Люди в белых халатах щупали ее, светили в черный глаз фонариком, но она не реагировала. Время шло на минуты. Никто не мог сказать наверняка, получится ли у нас. Вернется ли она к нам, в этот мир. Или уже слишком поздно.
— Так, — командовал главный, — брейте шерсть. Вот тут. Обработайте... Скальпель... Зажим... Я не вижу, где вышла пуля — ищите, ну же!
Я выдохнул и отошел в сторонку. Все, что было в моих силах, я сделал. Теперь оставалось ждать чуда. Уверен, этот парень знает свое дело, он справится. Обязательно справится.
— Продолжайте массировать сердце... — долетало сквозь тяжелые мысли. — Откачайте кровь... Зажмите вот здесь... Хорошо... Падает пульс — еще один укол...
Я все это время стоял и молча смотрел, как Лана держит Марлу за лапу. Она сидела на полу возле стола и держала ее за лапу, будто поддерживала. Будто не хотела отпускать в собачий рай. До последнего вздоха.
И я ей завидовал. Нет — не Лане. Ее собаке. Марле... Я бы безумно хотел, чтобы кто-то меня вот так держал крепко за руку и не отпускал. Ни на мгновенье.
Когда-то я точно так же лежал овощем.
Происходящее вернуло меня в прошлое. Я вспоминал, как все произошло...
Я был в спецназе. Элитное подразделение. Нас бросали туда, где надо решить проблему. Практически любую. Один наш отряд мог обезвредить целую базу, не говоря уже о точечных ударах.

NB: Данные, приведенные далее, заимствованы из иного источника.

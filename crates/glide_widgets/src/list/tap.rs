//! Tap versus drag disambiguation

use glide_core::Point;
use rustc_hash::FxHashMap;

/// Input source a press came from
#[derive(Debug, Clone, Copy, PartialEq, Eq, Hash)]
pub enum PointerKind {
    Mouse,
    Touch,
}

#[derive(Debug, Clone, Copy, PartialEq)]
struct Press {
    index: usize,
    point: Point,
}

/// Remembers where each pointer kind pressed an item
///
/// A release counts as a tap when it lands within `threshold` of the press.
#[derive(Debug, Clone, Default)]
pub struct TapTracker {
    threshold: f32,
    presses: FxHashMap<PointerKind, Press>,
}

impl TapTracker {
    pub fn new(threshold: f32) -> Self {
        Self {
            threshold,
            presses: FxHashMap::default(),
        }
    }

    pub fn press(&mut self, kind: PointerKind, index: usize, point: Point) {
        self.presses.insert(kind, Press { index, point });
    }

    /// Consume the press for `kind`; returns the item index if it was a tap
    pub fn release(&mut self, kind: PointerKind, point: Point) -> Option<usize> {
        let press = self.presses.remove(&kind)?;
        (press.point.distance(point) < self.threshold).then_some(press.index)
    }

    pub fn cancel(&mut self, kind: PointerKind) {
        self.presses.remove(&kind);
    }

    pub fn clear(&mut self) {
        self.presses.clear();
    }

    pub fn is_pressed(&self, kind: PointerKind) -> bool {
        self.presses.contains_key(&kind)
    }
}

#[cfg(test)]
mod tests {
    use super::*;

    #[test]
    fn test_short_travel_is_tap() {
        let mut taps = TapTracker::new(10.0);
        taps.press(PointerKind::Mouse, 3, Point::new(50.0, 50.0));
        assert_eq!(taps.release(PointerKind::Mouse, Point::new(56.0, 55.0)), Some(3));
        assert!(!taps.is_pressed(PointerKind::Mouse));
    }

    #[test]
    fn test_long_travel_is_drag() {
        let mut taps = TapTracker::new(10.0);
        taps.press(PointerKind::Touch, 1, Point::new(50.0, 50.0));
        assert_eq!(taps.release(PointerKind::Touch, Point::new(50.0, 90.0)), None);
        // Consumed either way
        assert_eq!(taps.release(PointerKind::Touch, Point::new(50.0, 50.0)), None);
    }

    #[test]
    fn test_kinds_are_tracked_separately() {
        let mut taps = TapTracker::new(10.0);
        taps.press(PointerKind::Mouse, 0, Point::ZERO);
        taps.press(PointerKind::Touch, 4, Point::ZERO);
        taps.cancel(PointerKind::Touch);
        assert_eq!(taps.release(PointerKind::Touch, Point::ZERO), None);
        assert_eq!(taps.release(PointerKind::Mouse, Point::ZERO), Some(0));
    }
}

Моя работа — быть снайпером. Безотказной надежной машиной для отработки целей. Для таких, как я, не существует плохих и хороших людей. Все это только цели, которые делятся на трудные и легкие. Вот и все. Вот и вся моя философия. Мне говорят — я выполняю. Приказы никогда не обсуждались. Никогда. Я никогда их не нарушал, и мне казалось, меня ценят. Я ставил интересы государства выше собственных. Мне просто хотелось служить своей стране и быть ее бесславным героем.